Go line by line through the listing below and copy those that hold "formatLength".

Records for the exercise:
---

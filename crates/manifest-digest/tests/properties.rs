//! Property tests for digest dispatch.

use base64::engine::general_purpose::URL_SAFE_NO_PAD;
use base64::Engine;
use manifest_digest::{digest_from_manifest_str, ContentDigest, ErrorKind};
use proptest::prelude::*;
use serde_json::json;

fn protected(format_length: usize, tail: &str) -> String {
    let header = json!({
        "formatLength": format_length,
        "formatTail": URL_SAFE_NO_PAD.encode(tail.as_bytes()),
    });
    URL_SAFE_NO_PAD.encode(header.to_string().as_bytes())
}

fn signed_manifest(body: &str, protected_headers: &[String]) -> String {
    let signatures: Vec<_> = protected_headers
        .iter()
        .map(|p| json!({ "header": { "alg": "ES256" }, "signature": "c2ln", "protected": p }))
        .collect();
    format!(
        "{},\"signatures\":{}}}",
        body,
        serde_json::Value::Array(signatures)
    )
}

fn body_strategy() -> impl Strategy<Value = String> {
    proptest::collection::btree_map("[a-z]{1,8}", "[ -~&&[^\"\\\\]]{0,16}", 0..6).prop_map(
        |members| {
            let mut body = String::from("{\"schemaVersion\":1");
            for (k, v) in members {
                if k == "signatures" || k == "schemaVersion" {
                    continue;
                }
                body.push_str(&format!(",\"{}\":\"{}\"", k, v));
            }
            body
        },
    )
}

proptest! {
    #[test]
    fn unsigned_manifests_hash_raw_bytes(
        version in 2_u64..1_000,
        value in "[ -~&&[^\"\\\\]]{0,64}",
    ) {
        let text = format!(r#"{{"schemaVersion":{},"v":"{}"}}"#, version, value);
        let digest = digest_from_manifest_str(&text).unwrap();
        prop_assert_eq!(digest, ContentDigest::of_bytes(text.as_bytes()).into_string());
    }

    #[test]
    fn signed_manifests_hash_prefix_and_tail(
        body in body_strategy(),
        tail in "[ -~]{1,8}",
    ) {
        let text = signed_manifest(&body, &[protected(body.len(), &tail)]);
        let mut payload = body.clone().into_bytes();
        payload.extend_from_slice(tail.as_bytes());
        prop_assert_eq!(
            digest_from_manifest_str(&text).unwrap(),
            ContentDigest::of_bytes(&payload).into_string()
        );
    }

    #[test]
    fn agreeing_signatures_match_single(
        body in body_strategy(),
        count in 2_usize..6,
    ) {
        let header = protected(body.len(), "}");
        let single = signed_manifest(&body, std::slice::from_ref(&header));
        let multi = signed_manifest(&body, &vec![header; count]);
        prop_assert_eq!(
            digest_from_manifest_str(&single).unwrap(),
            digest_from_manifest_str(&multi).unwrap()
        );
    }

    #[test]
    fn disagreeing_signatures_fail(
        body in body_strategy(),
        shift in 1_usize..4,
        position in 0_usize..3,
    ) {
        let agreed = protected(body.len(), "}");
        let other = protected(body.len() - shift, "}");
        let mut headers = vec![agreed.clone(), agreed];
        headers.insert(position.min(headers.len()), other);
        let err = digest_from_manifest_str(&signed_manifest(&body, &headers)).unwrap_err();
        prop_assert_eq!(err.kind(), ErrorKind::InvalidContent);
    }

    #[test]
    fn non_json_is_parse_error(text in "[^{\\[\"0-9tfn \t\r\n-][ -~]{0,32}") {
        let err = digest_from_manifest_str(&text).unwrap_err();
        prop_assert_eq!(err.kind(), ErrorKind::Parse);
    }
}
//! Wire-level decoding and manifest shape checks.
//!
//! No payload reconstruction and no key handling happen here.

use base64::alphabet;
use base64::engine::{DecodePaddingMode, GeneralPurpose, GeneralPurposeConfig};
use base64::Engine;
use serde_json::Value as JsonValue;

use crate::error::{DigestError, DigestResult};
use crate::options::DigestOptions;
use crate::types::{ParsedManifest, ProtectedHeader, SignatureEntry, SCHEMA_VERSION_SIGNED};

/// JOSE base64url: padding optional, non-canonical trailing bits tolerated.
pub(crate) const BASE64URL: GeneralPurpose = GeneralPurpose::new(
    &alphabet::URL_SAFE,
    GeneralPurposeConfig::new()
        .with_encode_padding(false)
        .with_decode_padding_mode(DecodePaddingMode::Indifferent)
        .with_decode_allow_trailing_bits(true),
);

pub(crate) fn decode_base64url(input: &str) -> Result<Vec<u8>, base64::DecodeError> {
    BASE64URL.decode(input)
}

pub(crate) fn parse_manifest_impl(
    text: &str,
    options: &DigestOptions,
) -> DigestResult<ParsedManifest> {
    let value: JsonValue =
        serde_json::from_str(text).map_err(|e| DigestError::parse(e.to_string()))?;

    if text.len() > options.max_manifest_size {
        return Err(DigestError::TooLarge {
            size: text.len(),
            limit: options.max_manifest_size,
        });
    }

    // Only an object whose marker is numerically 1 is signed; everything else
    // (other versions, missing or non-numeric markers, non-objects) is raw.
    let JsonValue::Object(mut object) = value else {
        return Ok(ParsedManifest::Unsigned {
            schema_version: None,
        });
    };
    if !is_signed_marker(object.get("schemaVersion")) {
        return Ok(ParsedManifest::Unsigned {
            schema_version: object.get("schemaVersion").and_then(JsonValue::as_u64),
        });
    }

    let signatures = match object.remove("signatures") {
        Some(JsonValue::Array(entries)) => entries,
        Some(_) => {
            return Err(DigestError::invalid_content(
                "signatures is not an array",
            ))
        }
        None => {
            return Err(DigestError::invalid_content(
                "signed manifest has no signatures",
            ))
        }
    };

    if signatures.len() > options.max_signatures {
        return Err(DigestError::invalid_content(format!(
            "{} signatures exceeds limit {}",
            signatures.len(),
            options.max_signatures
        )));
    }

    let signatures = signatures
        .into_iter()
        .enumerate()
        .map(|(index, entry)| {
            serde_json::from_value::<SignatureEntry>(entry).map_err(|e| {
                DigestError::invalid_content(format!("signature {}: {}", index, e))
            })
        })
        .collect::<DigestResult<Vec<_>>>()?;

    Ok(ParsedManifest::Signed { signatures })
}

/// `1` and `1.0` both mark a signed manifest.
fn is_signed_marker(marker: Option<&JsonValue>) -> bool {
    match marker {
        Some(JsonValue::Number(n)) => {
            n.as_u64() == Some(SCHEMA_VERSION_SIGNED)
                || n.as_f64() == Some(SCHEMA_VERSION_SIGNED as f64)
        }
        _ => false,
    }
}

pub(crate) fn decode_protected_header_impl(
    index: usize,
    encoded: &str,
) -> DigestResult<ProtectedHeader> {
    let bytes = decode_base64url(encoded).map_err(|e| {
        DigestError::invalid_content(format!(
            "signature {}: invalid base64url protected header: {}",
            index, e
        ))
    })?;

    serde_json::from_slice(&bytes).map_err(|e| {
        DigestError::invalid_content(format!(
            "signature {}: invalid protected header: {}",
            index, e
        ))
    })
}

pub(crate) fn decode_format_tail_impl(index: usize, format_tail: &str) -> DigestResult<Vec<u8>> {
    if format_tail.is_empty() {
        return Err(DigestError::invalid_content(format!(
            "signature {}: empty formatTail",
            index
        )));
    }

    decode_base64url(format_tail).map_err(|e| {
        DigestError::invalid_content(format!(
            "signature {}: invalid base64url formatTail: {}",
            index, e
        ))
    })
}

---

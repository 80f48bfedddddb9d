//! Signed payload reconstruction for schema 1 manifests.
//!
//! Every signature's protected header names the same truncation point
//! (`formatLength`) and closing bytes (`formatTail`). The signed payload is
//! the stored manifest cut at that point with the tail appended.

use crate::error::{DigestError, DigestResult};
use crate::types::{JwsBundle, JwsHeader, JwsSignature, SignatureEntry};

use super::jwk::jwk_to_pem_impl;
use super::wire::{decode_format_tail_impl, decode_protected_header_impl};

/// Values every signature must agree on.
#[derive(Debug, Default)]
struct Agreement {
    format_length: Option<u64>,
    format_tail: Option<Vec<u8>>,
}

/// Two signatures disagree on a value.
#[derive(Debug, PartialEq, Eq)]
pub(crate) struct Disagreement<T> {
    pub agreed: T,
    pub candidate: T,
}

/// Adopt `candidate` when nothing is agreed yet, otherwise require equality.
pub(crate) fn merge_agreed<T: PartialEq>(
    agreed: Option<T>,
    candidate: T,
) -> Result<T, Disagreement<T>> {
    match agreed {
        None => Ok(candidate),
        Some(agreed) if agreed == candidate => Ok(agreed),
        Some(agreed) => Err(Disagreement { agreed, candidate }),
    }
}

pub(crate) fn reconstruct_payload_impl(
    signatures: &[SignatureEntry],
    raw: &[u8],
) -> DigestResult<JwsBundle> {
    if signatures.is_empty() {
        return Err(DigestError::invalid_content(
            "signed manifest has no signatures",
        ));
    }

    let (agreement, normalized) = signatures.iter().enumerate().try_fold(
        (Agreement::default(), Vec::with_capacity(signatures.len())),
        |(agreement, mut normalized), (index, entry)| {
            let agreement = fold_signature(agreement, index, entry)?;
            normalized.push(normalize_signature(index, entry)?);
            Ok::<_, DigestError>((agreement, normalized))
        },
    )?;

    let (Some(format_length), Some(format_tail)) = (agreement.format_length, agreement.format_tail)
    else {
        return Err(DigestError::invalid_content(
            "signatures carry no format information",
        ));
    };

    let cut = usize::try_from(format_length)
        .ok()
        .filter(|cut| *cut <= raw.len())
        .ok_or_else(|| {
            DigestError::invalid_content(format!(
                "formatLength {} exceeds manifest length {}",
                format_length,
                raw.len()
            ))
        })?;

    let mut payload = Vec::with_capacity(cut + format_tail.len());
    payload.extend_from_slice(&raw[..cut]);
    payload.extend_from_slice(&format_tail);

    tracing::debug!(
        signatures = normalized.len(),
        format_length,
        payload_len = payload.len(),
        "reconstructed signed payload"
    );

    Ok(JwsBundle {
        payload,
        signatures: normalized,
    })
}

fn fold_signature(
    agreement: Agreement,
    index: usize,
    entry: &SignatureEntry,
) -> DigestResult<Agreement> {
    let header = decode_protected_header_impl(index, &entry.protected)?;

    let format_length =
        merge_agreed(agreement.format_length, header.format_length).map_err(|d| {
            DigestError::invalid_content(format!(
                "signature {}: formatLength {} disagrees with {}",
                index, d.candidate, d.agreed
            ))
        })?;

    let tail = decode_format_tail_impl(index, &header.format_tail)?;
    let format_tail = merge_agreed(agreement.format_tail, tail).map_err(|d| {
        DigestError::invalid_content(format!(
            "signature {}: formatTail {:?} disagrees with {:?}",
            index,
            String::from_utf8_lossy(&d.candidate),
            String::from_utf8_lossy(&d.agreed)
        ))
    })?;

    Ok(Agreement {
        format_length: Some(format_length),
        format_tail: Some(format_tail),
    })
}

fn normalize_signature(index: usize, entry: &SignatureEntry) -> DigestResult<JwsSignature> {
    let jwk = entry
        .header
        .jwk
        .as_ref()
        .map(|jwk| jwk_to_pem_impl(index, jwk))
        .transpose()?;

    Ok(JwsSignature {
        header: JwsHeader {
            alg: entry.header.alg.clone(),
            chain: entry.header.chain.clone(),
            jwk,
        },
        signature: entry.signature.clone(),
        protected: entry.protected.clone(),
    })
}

---

Exercise solution:
        "formatLength": format_length,
//! (`formatLength`) and closing bytes (`formatTail`). The signed payload is
                "formatLength {} exceeds manifest length {}",
                "signature {}: formatLength {} disagrees with {}",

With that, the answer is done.